I was reading a book by an author I had liked. Military sci-fi is an unusual genre for a female to read but I found an author I liked. He had a series and I was reading my way through it. Until I hit THE BOOK. That was when I had a nasty experience. It is was easy to miss I had to go back to reread it. There are different star nations in this universe. The protagonist belongs the military of one of those star nations and the are the good guys. Then there is another planet is a major ally. This planet is universally famous.

This was what made me ill. In this famous planet renowned for their biology work and medicine, there are no autism. One doctor, who should know, said that this planet erased the genes for autism several hundred years from the book's present time.

It was a slap in the face. I felt rejected. I was being told that I , Crinllys, wasn't good enough for this society. I wasn't perfect enough. Despite any words of compassion, I had been found wanting. It hurt like hell. I just felt utterly rejected. And these were the good guys.

They didn't murder anybody with autism like the bad guys did. They didn't have to. They just destroyed the gametes that contained autism genes and viola! The end result was the same. Nobody in their society had autism. And the goal for the rest of the human space was to be the same. No idea of trying to support, no idea of trying to be kind, just make sure those people are around. But I am one of those people.

It was seen as compassionate. We would be miserable, It was just kindness that there be no more people like me. But I like my life. I wanted to have been born. No matter how bad, I want my life.

Then there is the twist of the knife of the hurt. It doesn't matter what I am like. I could be the next Mother Theresa or the next Hitler. As far as they were concerned, it didn't matter. They didn't want me around no matter how much I tried to be good. I could save hundreds of lives, and I would still have been as better off dead.

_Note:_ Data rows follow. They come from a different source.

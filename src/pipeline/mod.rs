//! Query pipeline.
//!
//! A query flows classifier → retriever → (synthesizer | generator). Every
//! stage is a small struct holding only its settings; models and stores are
//! passed in per call, so nothing outlives one query.

pub mod classifier;
pub mod generator;
pub mod knowledge;
pub mod orchestrator;
pub mod prompts;
pub mod retriever;
pub mod synthesizer;

use thiserror::Error;

use crate::llm::LlmError;
use crate::models::PaperSection;

pub use classifier::{ClassifierError, IntentClassifier};
pub use generator::PaperGenerator;
pub use knowledge::Knowledge;
pub use orchestrator::{Orchestrator, PipelineError, Stage};
pub use retriever::ContextRetriever;
pub use synthesizer::ConciseSynthesizer;

/// Errors from answer synthesis and paper generation.
#[derive(Debug, Error)]
pub enum GenerationError {
    /// An accumulation call over one batch of papers failed
    #[error("Reading batch {batch} failed: {source}")]
    Batch {
        batch: usize,
        #[source]
        source: LlmError,
    },

    #[error("Final synthesis failed: {0}")]
    Synthesis(#[source] LlmError),

    #[error("Generating section '{section}' failed: {source}")]
    Section {
        section: PaperSection,
        #[source]
        source: LlmError,
    },
}

pub type GenerationResult<T> = Result<T, GenerationError>;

I would be told by people around me to ignore this. It's just fiction, it can't hurt me. My incredible hurt was just an emotional over-reaction. I was told they meant, "real autistics", meaning mute, mental retardation. I wasn't like that so I shouldn't care. Never mind that would only mean another person would feel the same rejection. Nobody should have to feel that feeling of utter rejection.

 But there was a problem.  I remember reading about one little girl. Her diagnosis was Asperger's, same as me. Her parents murdered her. The writer and so many comments all said the same thing. Poor parents, better off, dead, drain on her family. She didn't fit "real autism". You can't have mute, mental retardation and Asperger's. But that didn't matter. She was still called autistic. The reaction was the same. If my parents had chosen to murder me, it would have been the same thing. It wouldn't have counted as murder. I felt sick to my stomach. It wouldn't have been seen as murder. Somebody could kill me and people would have said better off dead.

It gets worse. In the story, people from this planet were seen as loving parents, loving their children unconditionally. Pardon me while I laugh, and then cry. They don't love unconditionally. Unconditionally means without conditions, such as say autism, mental retardation, and a whole list of things that generally fall under disability. Making sure there is no way people can be born with those conditions in your society, is rejecting them. It is not loving unconditionally.

And my real life society feels the same. Parents are suppose to love unconditionally. But certain people don't count. Parents can murder their disabled child and sympathy is poured out on the murders. Having a disabled child wrecks their lives. It is like living in prison. They still really do love their child. After all, the child is better of dead( sarc tag).

These attitudes are the opposite of love. They don't even recognize it. They say they aren't prejudiced just compassionate. But if the results are the same. Unconditionally doesn't quit mean unconditionally. If a parent say they don't want a disabled child, it is never seen as a slight against their ability to love. It is seen as normal.

The same apples to the society not just the parents. Our society wants to be that planed in the book. They don't want disabled people to be born. Our society claims to accept disabled people but in reality, they are working to make sure we can't be born. Not to mention, that if somebody does become disabled by another way, that person becomes a non-person. Other people don't want that person around them. That person is just suppose to hide away until they commit suicide. It shows what they really think.

A perfect society is not one where everybody is accepted and the disability is worked with. It is one where nobody is disabled. Or society says we aren't prejudiced against you we just wish you weren't part of our society. I think a society where the goal is no disability doesn't get the right to say we accept everybody.

So this is how one of my favorite authors become one of my least favorite authors. 

 http://tinyurl.com/BADday2014).

1 comment:

  1. I know precisely the book you mean, and was equally horrified; it actually violated everything Beowulf stood for as the fount of medical ethics in the Honorverse, and the authors were blind to that. Worse, the entire plot of a multi-book arc turns on the killing of the kid with Aspergers, because that establishes how much better the good guys are, and drives a defection which gives the good guys the info they need to fight back. Yet it turns out the 'good' guys are just as much eugenic supremacists as the bad guys, at least where disability is concerned.